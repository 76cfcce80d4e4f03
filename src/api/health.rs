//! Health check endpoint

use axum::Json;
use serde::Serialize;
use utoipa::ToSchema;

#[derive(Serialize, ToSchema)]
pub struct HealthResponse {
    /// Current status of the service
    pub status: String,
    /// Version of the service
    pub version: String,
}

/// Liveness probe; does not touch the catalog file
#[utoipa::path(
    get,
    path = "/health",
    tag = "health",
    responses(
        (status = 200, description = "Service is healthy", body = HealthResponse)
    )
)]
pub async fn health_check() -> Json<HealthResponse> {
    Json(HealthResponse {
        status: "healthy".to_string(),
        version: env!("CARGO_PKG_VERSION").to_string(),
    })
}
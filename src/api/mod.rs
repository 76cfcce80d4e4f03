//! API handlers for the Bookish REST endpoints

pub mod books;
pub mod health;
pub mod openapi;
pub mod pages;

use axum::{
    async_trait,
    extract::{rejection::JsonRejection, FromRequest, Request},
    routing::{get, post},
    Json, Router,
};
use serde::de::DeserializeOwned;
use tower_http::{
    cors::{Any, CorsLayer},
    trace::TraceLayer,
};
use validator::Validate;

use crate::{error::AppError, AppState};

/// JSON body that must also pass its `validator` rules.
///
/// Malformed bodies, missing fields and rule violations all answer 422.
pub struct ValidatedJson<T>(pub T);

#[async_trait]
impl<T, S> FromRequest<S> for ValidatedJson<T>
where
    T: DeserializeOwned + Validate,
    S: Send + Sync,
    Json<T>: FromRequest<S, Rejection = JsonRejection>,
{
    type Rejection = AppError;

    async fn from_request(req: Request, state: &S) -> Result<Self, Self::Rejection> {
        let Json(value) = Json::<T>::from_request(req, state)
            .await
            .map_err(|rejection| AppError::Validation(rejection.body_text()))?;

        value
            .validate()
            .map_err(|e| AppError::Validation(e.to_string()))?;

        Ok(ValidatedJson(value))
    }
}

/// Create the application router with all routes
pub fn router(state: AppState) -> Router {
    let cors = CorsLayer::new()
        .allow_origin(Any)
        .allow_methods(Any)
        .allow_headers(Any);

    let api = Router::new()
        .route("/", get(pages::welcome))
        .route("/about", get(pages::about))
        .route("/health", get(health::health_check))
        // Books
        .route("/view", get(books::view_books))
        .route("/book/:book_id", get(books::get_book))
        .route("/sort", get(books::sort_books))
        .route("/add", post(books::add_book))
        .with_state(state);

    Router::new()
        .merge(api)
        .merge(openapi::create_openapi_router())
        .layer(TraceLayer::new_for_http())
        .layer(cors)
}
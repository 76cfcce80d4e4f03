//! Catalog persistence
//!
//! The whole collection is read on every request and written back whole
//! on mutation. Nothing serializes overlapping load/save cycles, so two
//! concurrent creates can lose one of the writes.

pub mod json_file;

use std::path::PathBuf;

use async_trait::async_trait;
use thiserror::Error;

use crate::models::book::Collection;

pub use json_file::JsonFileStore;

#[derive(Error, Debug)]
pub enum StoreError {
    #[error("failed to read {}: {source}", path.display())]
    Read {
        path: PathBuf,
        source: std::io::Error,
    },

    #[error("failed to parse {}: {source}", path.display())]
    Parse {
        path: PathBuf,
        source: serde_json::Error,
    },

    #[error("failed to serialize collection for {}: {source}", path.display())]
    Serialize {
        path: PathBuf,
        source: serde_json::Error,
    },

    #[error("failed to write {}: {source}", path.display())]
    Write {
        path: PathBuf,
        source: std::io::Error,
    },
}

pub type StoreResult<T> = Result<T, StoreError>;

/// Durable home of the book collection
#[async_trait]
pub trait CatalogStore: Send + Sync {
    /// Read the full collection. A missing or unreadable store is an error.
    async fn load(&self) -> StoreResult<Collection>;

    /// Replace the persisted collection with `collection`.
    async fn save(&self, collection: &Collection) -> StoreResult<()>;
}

******

EXERCISE PROMPT:
Would you print exactly the lines from the first line of the entries above through the line that has "Version of the service", both included, and stop there?

ANSWER:
repository 76cfcce80d4e4f03
filename src/api/health.rs
//! Health check endpoint

use axum::Json;
use serde::Serialize;
use utoipa::ToSchema;

#[derive(Serialize, ToSchema)]
pub struct HealthResponse {
    /// Current status of the service
    pub status: String,
    /// Version of the service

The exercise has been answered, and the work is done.